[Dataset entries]

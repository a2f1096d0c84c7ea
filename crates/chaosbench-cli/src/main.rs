//! CLI for chaosbench: benchmark sessions scored under chaos.

mod commands;

use clap::{Parser, Subcommand};

#[derive(Parser)]
#[command(name = "chaosbench")]
#[command(about = "chaosbench: chaos-aware benchmark harness with a pilot-wave coherence model")]
#[command(version = chaosbench_core::VERSION)]
struct Cli {
    #[command(subcommand)]
    command: Commands,
}

#[derive(Subcommand)]
enum Commands {
    /// Run a benchmark session: iterations × queries, scored and written as JSON.
    /// Exit code: 0 nominal, 1 entropy exceeded, 2 gain target missed, 130 interrupted.
    Run {
        /// Passes over the query list
        #[arg(long)]
        iterations: Option<usize>,

        /// Inject stochastic noise into every run
        #[arg(long)]
        chaos: bool,

        /// Enable pilot-wave recovery and gain-target grading
        #[arg(long)]
        pilot_wave: bool,

        /// Comma-separated query identifiers (default: coherent,medium,incoherent)
        #[arg(long)]
        queries: Option<String>,

        /// Seed the noise stream for a reproducible session
        #[arg(long)]
        seed: Option<u64>,

        /// Artifact path (default: benchmark_results.json)
        #[arg(long)]
        output: Option<String>,

        /// JSON config file; flags given here override it
        #[arg(long)]
        config: Option<String>,

        /// Compute latencies without sleeping
        #[arg(long)]
        no_delay: bool,

        /// Override the |noise| entropy threshold
        #[arg(long)]
        entropy_threshold: Option<f64>,

        /// Override the coherence gain target (ratio, e.g. 0.25)
        #[arg(long)]
        gain_target: Option<f64>,
    },

    /// Time an external validator against a document, optionally chaos-injected.
    Probe {
        /// Validator command line; the document path and --threshold are appended
        #[arg(long)]
        validator: String,

        /// Document to validate
        #[arg(long)]
        document: String,

        /// Number of validator invocations
        #[arg(long, default_value = "10")]
        iterations: usize,

        /// Score threshold passed to the validator
        #[arg(long, default_value = "80")]
        threshold: u32,

        /// Fraction of lines to corrupt before each invocation (0 disables)
        #[arg(long, default_value = "0.0")]
        chaos_level: f64,

        /// Seed for chaos injection
        #[arg(long)]
        seed: Option<u64>,

        /// Write the probe report as JSON
        #[arg(long)]
        output: Option<String>,

        /// Also measure score degradation across increasing chaos levels
        #[arg(long)]
        chaos_sweep: bool,

        /// Comma-separated chaos levels for --chaos-sweep (default: 0,0.1,0.2,0.3,0.5)
        #[arg(long)]
        levels: Option<String>,

        /// Also check pass/fail at several thresholds
        #[arg(long)]
        threshold_sweep: bool,

        /// Comma-separated thresholds for --threshold-sweep (default: 60,80,99)
        #[arg(long)]
        thresholds: Option<String>,
    },
}

fn main() {
    env_logger::Builder::from_env(env_logger::Env::default().default_filter_or("warn")).init();

    let cli = Cli::parse();

    match cli.command {
        Commands::Run {
            iterations,
            chaos,
            pilot_wave,
            queries,
            seed,
            output,
            config,
            no_delay,
            entropy_threshold,
            gain_target,
        } => commands::run::run(commands::run::RunCommandConfig {
            config_path: config.as_deref(),
            iterations,
            chaos,
            pilot_wave,
            queries: queries.as_deref(),
            seed,
            output_path: output.as_deref(),
            no_delay,
            entropy_threshold,
            gain_target,
        }),
        Commands::Probe {
            validator,
            document,
            iterations,
            threshold,
            chaos_level,
            seed,
            output,
            chaos_sweep,
            levels,
            threshold_sweep,
            thresholds,
        } => commands::probe::run(commands::probe::ProbeCommandConfig {
            validator: &validator,
            document: &document,
            iterations,
            threshold,
            chaos_level,
            seed,
            output_path: output.as_deref(),
            chaos_sweep,
            levels: levels.as_deref(),
            threshold_sweep,
            thresholds: thresholds.as_deref(),
        }),
    }
}
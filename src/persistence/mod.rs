use crate::calendar::Calendar;
use crate::error::ScheduleError;
use crate::task::Task;
use crate::validation;
use serde_json::Error as SerdeJsonError;
use std::fmt;
use std::io;

#[derive(Debug)]
pub enum PersistenceError {
    Serialization(SerdeJsonError),
    Io(io::Error),
    #[cfg(feature = "sqlite")]
    Sqlite(rusqlite::Error),
    Csv(csv::Error),
    Schedule(ScheduleError),
    InvalidData(String),
    NotFound,
}

impl fmt::Display for PersistenceError {
    fn fmt(&self, f: &mut fmt::Formatter<'_>) -> fmt::Result {
        match self {
            PersistenceError::Serialization(err) => write!(f, "serialization error: {err}"),
            PersistenceError::Io(err) => write!(f, "io error: {err}"),
            #[cfg(feature = "sqlite")]
            PersistenceError::Sqlite(err) => write!(f, "sqlite error: {err}"),
            PersistenceError::Csv(err) => write!(f, "csv error: {err}"),
            PersistenceError::Schedule(err) => write!(f, "schedule error: {err}"),
            PersistenceError::InvalidData(msg) => write!(f, "invalid data: {msg}"),
            PersistenceError::NotFound => write!(f, "no calendar stored"),
        }
    }
}

impl std::error::Error for PersistenceError {}

impl From<SerdeJsonError> for PersistenceError {
    fn from(value: SerdeJsonError) -> Self {
        Self::Serialization(value)
    }
}

impl From<io::Error> for PersistenceError {
    fn from(value: io::Error) -> Self {
        Self::Io(value)
    }
}

#[cfg(feature = "sqlite")]
impl From<rusqlite::Error> for PersistenceError {
    fn from(value: rusqlite::Error) -> Self {
        Self::Sqlite(value)
    }
}

impl From<csv::Error> for PersistenceError {
    fn from(value: csv::Error) -> Self {
        Self::Csv(value)
    }
}

impl From<ScheduleError> for PersistenceError {
    fn from(value: ScheduleError) -> Self {
        Self::Schedule(value)
    }
}

pub type PersistenceResult<T> = Result<T, PersistenceError>;

pub trait CalendarStore {
    fn save_calendar(&self, calendar: &Calendar) -> PersistenceResult<()>;
    fn load_calendar(&self) -> PersistenceResult<Option<Calendar>>;
}

/// Validation for freshly imported tasks.
pub fn validate_tasks(tasks: &[Task]) -> PersistenceResult<()> {
    validation::validate_task_collection(tasks)
        .map_err(|err| PersistenceError::InvalidData(err.to_string()))
}

/// Validation for tasks that were already queued or placed. Accepts anything
/// the engine itself accepts.
pub fn validate_stored_tasks<'a>(
    tasks: impl IntoIterator<Item = &'a Task>,
) -> PersistenceResult<()> {
    for task in tasks {
        validation::validate_task_shape(task)
            .map_err(|err| PersistenceError::InvalidData(err.to_string()))?;
    }
    Ok(())
}

pub fn validate_calendar(calendar: &Calendar) -> PersistenceResult<()> {
    calendar.check_invariants()?;
    validate_stored_tasks(calendar.slots().map(|slot| slot.task()))
}

pub mod file;
#[cfg(feature = "sqlite")]
pub mod sqlite;

pub use file::{
    CalendarSnapshot, export_slots_to_csv, import_tasks_from_csv, import_windows_from_csv,
    load_snapshot_from_json, save_snapshot_to_json,
};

The task: Make an exact copy of every record listed above.

Response to the task:
repository a2f1096d0c84c7ea
filename crates/chaosbench-cli/src/main.rs
//! CLI for chaosbench: benchmark sessions scored under chaos.

mod commands;

use clap::{Parser, Subcommand};

#[derive(Parser)]
#[command(name = "chaosbench")]
#[command(about = "chaosbench: chaos-aware benchmark harness with a pilot-wave coherence model")]
#[command(version = chaosbench_core::VERSION)]
struct Cli {
    #[command(subcommand)]
    command: Commands,
}

#[derive(Subcommand)]
enum Commands {
    /// Run a benchmark session: iterations × queries, scored and written as JSON.
    /// Exit code: 0 nominal, 1 entropy exceeded, 2 gain target missed, 130 interrupted.
    Run {
        /// Passes over the query list
        #[arg(long)]
        iterations: Option<usize>,

        /// Inject stochastic noise into every run
        #[arg(long)]
        chaos: bool,

        /// Enable pilot-wave recovery and gain-target grading
        #[arg(long)]
        pilot_wave: bool,

        /// Comma-separated query identifiers (default: coherent,medium,incoherent)
        #[arg(long)]
        queries: Option<String>,

        /// Seed the noise stream for a reproducible session
        #[arg(long)]
        seed: Option<u64>,

        /// Artifact path (default: benchmark_results.json)
        #[arg(long)]
        output: Option<String>,

        /// JSON config file; flags given here override it
        #[arg(long)]
        config: Option<String>,

        /// Compute latencies without sleeping
        #[arg(long)]
        no_delay: bool,

        /// Override the |noise| entropy threshold
        #[arg(long)]
        entropy_threshold: Option<f64>,

        /// Override the coherence gain target (ratio, e.g. 0.25)
        #[arg(long)]
        gain_target: Option<f64>,
    },

    /// Time an external validator against a document, optionally chaos-injected.
    Probe {
        /// Validator command line; the document path and --threshold are appended
        #[arg(long)]
        validator: String,

        /// Document to validate
        #[arg(long)]
        document: String,

        /// Number of validator invocations
        #[arg(long, default_value = "10")]
        iterations: usize,

        /// Score threshold passed to the validator
        #[arg(long, default_value = "80")]
        threshold: u32,

        /// Fraction of lines to corrupt before each invocation (0 disables)
        #[arg(long, default_value = "0.0")]
        chaos_level: f64,

        /// Seed for chaos injection
        #[arg(long)]
        seed: Option<u64>,

        /// Write the probe report as JSON
        #[arg(long)]
        output: Option<String>,

        /// Also measure score degradation across increasing chaos levels
        #[arg(long)]
        chaos_sweep: bool,

        /// Comma-separated chaos levels for --chaos-sweep (default: 0,0.1,0.2,0.3,0.5)
        #[arg(long)]
        levels: Option<String>,

        /// Also check pass/fail at several thresholds
        #[arg(long)]
        threshold_sweep: bool,

        /// Comma-separated thresholds for --threshold-sweep (default: 60,80,99)
        #[arg(long)]
        thresholds: Option<String>,
    },
}

fn main() {
    env_logger::Builder::from_env(env_logger::Env::default().default_filter_or("warn")).init();

    let cli = Cli::parse();

    match cli.command {
        Commands::Run {
            iterations,
            chaos,
            pilot_wave,
            queries,
            seed,
            output,
            config,
            no_delay,
            entropy_threshold,
            gain_target,
        } => commands::run::run(commands::run::RunCommandConfig {
            config_path: config.as_deref(),
            iterations,
            chaos,
            pilot_wave,
            queries: queries.as_deref(),
            seed,
            output_path: output.as_deref(),
            no_delay,
            entropy_threshold,
            gain_target,
        }),
        Commands::Probe {
            validator,
            document,
            iterations,
            threshold,
            chaos_level,
            seed,
            output,
            chaos_sweep,
            levels,
            threshold_sweep,
            thresholds,
        } => commands::probe::run(commands::probe::ProbeCommandConfig {
            validator: &validator,
            document: &document,
            iterations,
            threshold,
            chaos_level,
            seed,
            output_path: output.as_deref(),
            chaos_sweep,
            levels: levels.as_deref(),
            threshold_sweep,
            thresholds: thresholds.as_deref(),
        }),
    }
}
filename src/persistence/mod.rs
use crate::calendar::Calendar;
use crate::error::ScheduleError;
use crate::task::Task;
use crate::validation;
use serde_json::Error as SerdeJsonError;
use std::fmt;
use std::io;

#[derive(Debug)]
pub enum PersistenceError {
    Serialization(SerdeJsonError),
    Io(io::Error),
    #[cfg(feature = "sqlite")]
    Sqlite(rusqlite::Error),
    Csv(csv::Error),
    Schedule(ScheduleError),
    InvalidData(String),
    NotFound,
}

impl fmt::Display for PersistenceError {
    fn fmt(&self, f: &mut fmt::Formatter<'_>) -> fmt::Result {
        match self {
            PersistenceError::Serialization(err) => write!(f, "serialization error: {err}"),
            PersistenceError::Io(err) => write!(f, "io error: {err}"),
            #[cfg(feature = "sqlite")]
            PersistenceError::Sqlite(err) => write!(f, "sqlite error: {err}"),
            PersistenceError::Csv(err) => write!(f, "csv error: {err}"),
            PersistenceError::Schedule(err) => write!(f, "schedule error: {err}"),
            PersistenceError::InvalidData(msg) => write!(f, "invalid data: {msg}"),
            PersistenceError::NotFound => write!(f, "no calendar stored"),
        }
    }
}

impl std::error::Error for PersistenceError {}

impl From<SerdeJsonError> for PersistenceError {
    fn from(value: SerdeJsonError) -> Self {
        Self::Serialization(value)
    }
}

impl From<io::Error> for PersistenceError {
    fn from(value: io::Error) -> Self {
        Self::Io(value)
    }
}

#[cfg(feature = "sqlite")]
impl From<rusqlite::Error> for PersistenceError {
    fn from(value: rusqlite::Error) -> Self {
        Self::Sqlite(value)
    }
}

impl From<csv::Error> for PersistenceError {
    fn from(value: csv::Error) -> Self {
        Self::Csv(value)
    }
}

impl From<ScheduleError> for PersistenceError {
    fn from(value: ScheduleError) -> Self {
        Self::Schedule(value)
    }
}

pub type PersistenceResult<T> = Result<T, PersistenceError>;

pub trait CalendarStore {
    fn save_calendar(&self, calendar: &Calendar) -> PersistenceResult<()>;
    fn load_calendar(&self) -> PersistenceResult<Option<Calendar>>;
}

/// Validation for freshly imported tasks.
pub fn validate_tasks(tasks: &[Task]) -> PersistenceResult<()> {
    validation::validate_task_collection(tasks)
        .map_err(|err| PersistenceError::InvalidData(err.to_string()))
}

/// Validation for tasks that were already queued or placed. Accepts anything
/// the engine itself accepts.
pub fn validate_stored_tasks<'a>(
    tasks: impl IntoIterator<Item = &'a Task>,
) -> PersistenceResult<()> {
    for task in tasks {
        validation::validate_task_shape(task)
            .map_err(|err| PersistenceError::InvalidData(err.to_string()))?;
    }
    Ok(())
}

pub fn validate_calendar(calendar: &Calendar) -> PersistenceResult<()> {
    calendar.check_invariants()?;
    validate_stored_tasks(calendar.slots().map(|slot| slot.task()))
}

pub mod file;
#[cfg(feature = "sqlite")]
pub mod sqlite;

pub use file::{
    CalendarSnapshot, export_slots_to_csv, import_tasks_from_csv, import_windows_from_csv,
    load_snapshot_from_json, save_snapshot_to_json,
};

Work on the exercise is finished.